A bacon sandwich (also known in parts of the United Kingdom and New Zealand as a bacon butty, bacon bap or bacon sarnie, and in parts of Ireland as a rasher sandwich) is a sandwich of cooked bacon between bread that is optionally spread with butter, and may be seasoned with ketchup or brown sauce. It is generally served hot. In some establishments the sandwich will be made from bread toasted on only one side, while other establishments serve it on the same roll as is used for hamburgers.

Bacon sandwiches are an all-day favourite throughout the United Kingdom and the Republic of Ireland. They are often served in British cafes and delis, and are anecdotally recommended as a hangover cure.

Variants
In 2007 researchers at Leeds University evaluated 700 variants of the sandwich, experimenting with different cooking styles, types of bacon, breads, oils, and special additions. Each variant was then ranked by 50 tasters. In conclusion, the best bacon sandwiches are made with "crispy, fried, and not-too-fat bacon between thick slices of white bread."

Another study by the Direct Line for Business listed the top additions to the traditional bacon butty in England. Although the original was still the preferred sandwich, the next top contender was the "breggy" which adds an egg. The next popular accessory was mushrooms, followed by cheese. For sauces, brown sauce was slightly favoured over ketchup. 

The BLT is a popular variant of the bacon sandwich with the additional ingredients of lettuce and tomato, but served cold.

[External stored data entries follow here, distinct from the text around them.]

//! Record builders with sensible defaults

use chrono::{DateTime, TimeZone, Utc};
use salestrail_domain::{
    CancelRequest, FollowUpEvent, LeadId, LeadRecord, Payment, PiId, ProformaInvoice, Quotation,
    QuotationId, QuotationSummary, RecordStatus,
};
use serde_json::Map;

/// Midnight UTC on the given day of March 2024.
pub fn day(d: u32) -> DateTime<Utc> {
    Utc.with_ymd_and_hms(2024, 3, d, 0, 0, 0).unwrap()
}

pub fn quotation(id: i64, number: &str, total: f64) -> Quotation {
    Quotation {
        id: QuotationId(id),
        quotation_number: Some(number.to_string()),
        quotation_date: Some(day(1)),
        status: RecordStatus::Approved,
        total_amount: total,
        extra: Map::new(),
    }
}

pub fn pi(id: i64, quotation: i64, status: &str, created: u32) -> ProformaInvoice {
    ProformaInvoice {
        id: PiId(id),
        pi_number: Some(format!("PI-{id:04}")),
        parent_pi_id: None,
        quotation_id: Some(QuotationId(quotation)),
        status: RecordStatus::from_raw(status),
        created_at: Some(day(created)),
        extra: Map::new(),
    }
}

pub fn revision(id: i64, parent: i64, quotation: i64, status: &str, created: u32) -> ProformaInvoice {
    ProformaInvoice { parent_pi_id: Some(PiId(parent)), ..pi(id, quotation, status, created) }
}

pub fn payment(id: i64, amount: f64, status: &str, paid_on: u32) -> Payment {
    Payment {
        id,
        quotation_id: None,
        quotation_number: None,
        pi_id: None,
        pi_number: None,
        installment_amount: amount,
        installment_number: None,
        remaining_amount: None,
        payment_date: Some(day(paid_on)),
        approval_status: RecordStatus::from_raw(status),
        extra: Map::new(),
    }
}

pub fn summary(total: f64, paid: f64, remaining: f64) -> QuotationSummary {
    QuotationSummary { total, paid, remaining }
}

pub fn cancel_request(id: i64, quotation: i64, status: &str, created: u32) -> CancelRequest {
    CancelRequest {
        id,
        quotation_id: QuotationId(quotation),
        status: RecordStatus::from_raw(status),
        reason: Some("customer changed plans".to_string()),
        created_at: Some(day(created)),
        extra: Map::new(),
    }
}

pub fn follow_up(id: i64, created: u32) -> FollowUpEvent {
    FollowUpEvent {
        id,
        created_at: Some(day(created)),
        follow_up_date: None,
        follow_up_time: None,
        follow_up_status: Some("Interested".to_string()),
        follow_up_remark: None,
        sales_status: None,
        extra: Map::new(),
    }
}

pub fn lead(id: i64) -> LeadRecord {
    LeadRecord {
        id: LeadId(id),
        transferred_from: None,
        transferred_to: None,
        transferred_at: None,
        transfer_reason: None,
        extra: Map::new(),
    }
}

In Ontario, Canada, peameal bacon sandwiches are a common variation, usually served on a soft kaiser bun and are considered the unofficial dish of Toronto.

Double Down

A Double Down is a sandwich offered by Kentucky Fried Chicken (KFC). The Double Down contains "bacon, two different kinds of melted cheese, the Colonel’s 'secret' sauce... pinched in between two pieces of Original Recipe chicken fillets." It is also available with grilled chicken fillets instead of the Original Recipe fried fillets. The KFC Double Down was initially test marketed in Omaha, Nebraska and Providence, Rhode Island. KFC describes the Double Down as a "sandwich" although it does not have bread.

Fool's Gold Loaf

Fool's Gold Loaf is a sandwich made by the Colorado Mine Company, a five-star restaurant in Denver, Colorado. The sandwich consists of a single warmed, hollowed-out loaf of bread filled with one jar of creamy peanut butter, one jar of grape jelly, and a pound of bacon. The name of the sandwich is derived from its price of $49.95.  In later years, it was priced closer to $100 for the sandwich and a bottle of Dom Pérignon.

Health concerns
Numerous studies have showed a connection between processed meats and an increased risk of serious health conditions such as type 2 diabetes, various cancers, and cardiovascular disease.

A study in 2007 conducted by the World Cancer Research Fund found that there was "convincing evidence" of a link between processed meats and an increased chance of cancer. Although no numerical value was provided for the risk, they did state that "people should not eat more than 500g of red meat a week."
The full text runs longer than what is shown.